Os hospitais públicos e privados do Rio já notificaram 43 casos de pacientes infectados pela superbactéria Klebsiella pneumoniae carbapenemase (KPC) entre janeiro e outubro deste ano. Apenas neste mês houve 14 notificações. Em 2009, houve 32 casos, o que representa um aumento de 35%.
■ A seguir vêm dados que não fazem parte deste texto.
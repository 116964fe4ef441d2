//! In-memory store implementing the same traits as [`crate::FileStore`].

use std::sync::{Mutex, MutexGuard};

use crate::{
    DisplayState, DisplayStateStore, MuteStore, NotificationRecord, QueueStore, StoreError,
};

#[derive(Debug, Default)]
pub struct MemoryStore {
    inner: Mutex<Inner>,
}

#[derive(Debug, Default)]
struct Inner {
    queue: Vec<NotificationRecord>,
    display: Option<DisplayState>,
    muted: bool,
    writes: usize,
}

impl MemoryStore {
    pub fn new() -> Self {
        Self::default()
    }

    /// Seed the queue without counting it as a write.
    pub fn with_queue(records: Vec<NotificationRecord>) -> Self {
        let store = Self::default();
        if let Ok(mut inner) = store.inner.lock() {
            inner.queue = records;
        }
        store
    }

    /// Seed the mute flag without counting it as a write.
    pub fn muted(self, muted: bool) -> Self {
        if let Ok(mut inner) = self.inner.lock() {
            inner.muted = muted;
        }
        self
    }

    /// Number of mutating calls made so far.
    pub fn write_count(&self) -> usize {
        self.inner.lock().map(|i| i.writes).unwrap_or(0)
    }

    fn lock(&self) -> Result<MutexGuard<'_, Inner>, StoreError> {
        self.inner.lock().map_err(|_| StoreError::LockPoisoned)
    }
}

impl QueueStore for MemoryStore {
    fn append(&self, record: &NotificationRecord) -> Result<(), StoreError> {
        let mut inner = self.lock()?;
        inner.queue.push(record.clone());
        inner.writes += 1;
        Ok(())
    }

    fn read_all(&self) -> Result<Vec<NotificationRecord>, StoreError> {
        Ok(self.lock()?.queue.clone())
    }

    fn replace_all(&self, records: &[NotificationRecord]) -> Result<(), StoreError> {
        let mut inner = self.lock()?;
        inner.queue = records.to_vec();
        inner.writes += 1;
        Ok(())
    }
}

impl DisplayStateStore for MemoryStore {
    fn read_display_state(&self) -> Result<Option<DisplayState>, StoreError> {
        Ok(self.lock()?.display.clone())
    }

    fn write_display_state(&self, state: &DisplayState) -> Result<(), StoreError> {
        let mut inner = self.lock()?;
        inner.display = Some(state.clone());
        inner.writes += 1;
        Ok(())
    }
}

impl MuteStore for MemoryStore {
    fn is_muted(&self) -> Result<bool, StoreError> {
        Ok(self.lock()?.muted)
    }

    fn toggle_mute(&self) -> Result<bool, StoreError> {
        let mut inner = self.lock()?;
        inner.muted = !inner.muted;
        inner.writes += 1;
        Ok(inner.muted)
    }
}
De acordo com o superintende de Vigilância Ambiental e Epidemiológica, Alexandre Chieppe, o aumento de notificações pode ser resultado do alerta da Secretaria Estadual de Saúde para a obrigatoriedade de informar sobre qualquer suspeita. Ainda segundo Chippe, três mortes de pacientes que estavam internados em estado grave por outras doenças e apresentaram resultado positivo para KPC estão sob investigação.
Cuidados básicos
Segundo o presidente do Conselho Regional de Medicina da Paraíba, João Medeiros, lavar as mãos com frequência e usar álcool gel em procedimentos hospitalares diários são essenciais para evitar a contaminação pela superbactéria KPC.
Medeiros disse ser necessária uma campanha educativa sobre o uso racional de antibióticos, pois o uso abusivo do medicamento torna as bactérias mais resistentes. "É preciso que haja um controle maior. E a população precisa tomar consciência (sobre o uso indiscriminado de antibióticos)", afirmou.
O médico disse ainda que a KPC está restrita ao ambiente hospitalar, por isso não há risco de ser encontrada em outros locais. Nesta terça, o Diário Oficial da União publicou uma resolução da Agência Nacional de Vigilância Sanitária (Anvisa) que torna obrigatório o uso de álcool (líquido ou gel) para higienização das mãos nas unidades de saúde de todo o País.
O produto também deverá ser colocado em salas onde há atendimento de pacientes. O uso do álcool gel a 70% será obrigatório nos estabelecimentos públicos e particulares, que terão 60 dias, a partir desta sexta-feira, para o cumprirem da norma. O uso do produto, porém, não dispensa a lavagem das mãos.